*** Opening DATA LISTING ***

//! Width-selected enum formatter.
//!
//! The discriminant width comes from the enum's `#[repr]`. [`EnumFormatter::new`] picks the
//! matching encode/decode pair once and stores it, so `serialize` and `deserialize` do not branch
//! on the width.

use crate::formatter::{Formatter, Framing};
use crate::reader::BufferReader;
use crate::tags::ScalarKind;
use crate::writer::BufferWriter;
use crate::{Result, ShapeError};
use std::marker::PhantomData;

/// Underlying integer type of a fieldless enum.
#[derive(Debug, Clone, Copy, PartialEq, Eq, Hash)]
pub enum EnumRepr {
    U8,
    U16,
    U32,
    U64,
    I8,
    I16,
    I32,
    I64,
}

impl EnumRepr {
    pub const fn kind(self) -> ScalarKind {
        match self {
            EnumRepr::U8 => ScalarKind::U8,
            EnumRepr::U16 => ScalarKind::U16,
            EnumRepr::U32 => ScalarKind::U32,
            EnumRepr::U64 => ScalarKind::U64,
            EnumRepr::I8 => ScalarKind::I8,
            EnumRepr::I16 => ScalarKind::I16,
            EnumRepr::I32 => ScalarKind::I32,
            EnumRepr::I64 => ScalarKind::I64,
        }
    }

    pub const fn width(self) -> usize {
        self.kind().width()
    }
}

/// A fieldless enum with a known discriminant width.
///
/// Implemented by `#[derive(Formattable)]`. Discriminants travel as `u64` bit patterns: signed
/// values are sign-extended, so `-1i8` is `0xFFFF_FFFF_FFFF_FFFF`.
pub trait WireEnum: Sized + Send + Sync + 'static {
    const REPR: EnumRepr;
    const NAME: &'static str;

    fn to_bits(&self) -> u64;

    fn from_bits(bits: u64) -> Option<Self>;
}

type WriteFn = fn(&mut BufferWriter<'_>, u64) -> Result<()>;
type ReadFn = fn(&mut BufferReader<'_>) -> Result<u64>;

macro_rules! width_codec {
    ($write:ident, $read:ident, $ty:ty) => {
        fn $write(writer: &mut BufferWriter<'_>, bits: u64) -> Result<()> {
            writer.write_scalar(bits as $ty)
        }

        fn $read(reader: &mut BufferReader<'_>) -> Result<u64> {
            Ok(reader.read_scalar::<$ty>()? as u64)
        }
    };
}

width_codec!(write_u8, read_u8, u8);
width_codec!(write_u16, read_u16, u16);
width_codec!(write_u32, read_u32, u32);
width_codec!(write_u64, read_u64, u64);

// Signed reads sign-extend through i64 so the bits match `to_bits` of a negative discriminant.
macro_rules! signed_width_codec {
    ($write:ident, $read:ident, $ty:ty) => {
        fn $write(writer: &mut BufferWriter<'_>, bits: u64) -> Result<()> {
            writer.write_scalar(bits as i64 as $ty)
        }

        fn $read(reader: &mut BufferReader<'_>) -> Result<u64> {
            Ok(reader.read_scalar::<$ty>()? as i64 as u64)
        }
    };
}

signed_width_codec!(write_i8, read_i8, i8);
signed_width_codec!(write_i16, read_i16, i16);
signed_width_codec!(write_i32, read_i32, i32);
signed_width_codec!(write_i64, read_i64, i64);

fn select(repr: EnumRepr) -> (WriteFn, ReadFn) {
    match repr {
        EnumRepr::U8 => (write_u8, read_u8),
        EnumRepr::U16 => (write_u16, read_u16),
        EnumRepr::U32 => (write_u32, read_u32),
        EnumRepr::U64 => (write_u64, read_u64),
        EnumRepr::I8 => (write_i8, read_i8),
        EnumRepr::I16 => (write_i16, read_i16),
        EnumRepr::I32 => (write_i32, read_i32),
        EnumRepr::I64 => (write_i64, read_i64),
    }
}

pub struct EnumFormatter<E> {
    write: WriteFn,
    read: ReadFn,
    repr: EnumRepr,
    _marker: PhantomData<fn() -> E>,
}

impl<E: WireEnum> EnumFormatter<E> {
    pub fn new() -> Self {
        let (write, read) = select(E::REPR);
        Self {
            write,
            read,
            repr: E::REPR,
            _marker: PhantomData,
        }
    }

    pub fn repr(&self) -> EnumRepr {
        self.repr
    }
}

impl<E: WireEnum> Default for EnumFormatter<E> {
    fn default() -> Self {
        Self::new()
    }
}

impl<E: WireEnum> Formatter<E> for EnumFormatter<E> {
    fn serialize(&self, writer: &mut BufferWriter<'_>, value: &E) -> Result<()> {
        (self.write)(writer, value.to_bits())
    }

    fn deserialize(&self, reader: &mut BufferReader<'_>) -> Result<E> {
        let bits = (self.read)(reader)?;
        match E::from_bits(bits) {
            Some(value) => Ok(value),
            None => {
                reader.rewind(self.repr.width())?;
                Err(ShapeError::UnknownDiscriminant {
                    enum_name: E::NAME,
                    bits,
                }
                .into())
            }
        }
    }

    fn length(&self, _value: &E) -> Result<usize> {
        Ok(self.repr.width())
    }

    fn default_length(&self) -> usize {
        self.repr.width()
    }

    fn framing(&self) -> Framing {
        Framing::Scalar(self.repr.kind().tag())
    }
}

*** Closing DATA LISTING ***

◆ **REQUIRED WORK**
Each line above that contains the word "WireEnum" should be copied.

◆ **ANSWER TO THIS PROBLEM**
pub trait WireEnum: Sized + Send + Sync + 'static {
impl<E: WireEnum> EnumFormatter<E> {
impl<E: WireEnum> Default for EnumFormatter<E> {
impl<E: WireEnum> Formatter<E> for EnumFormatter<E> {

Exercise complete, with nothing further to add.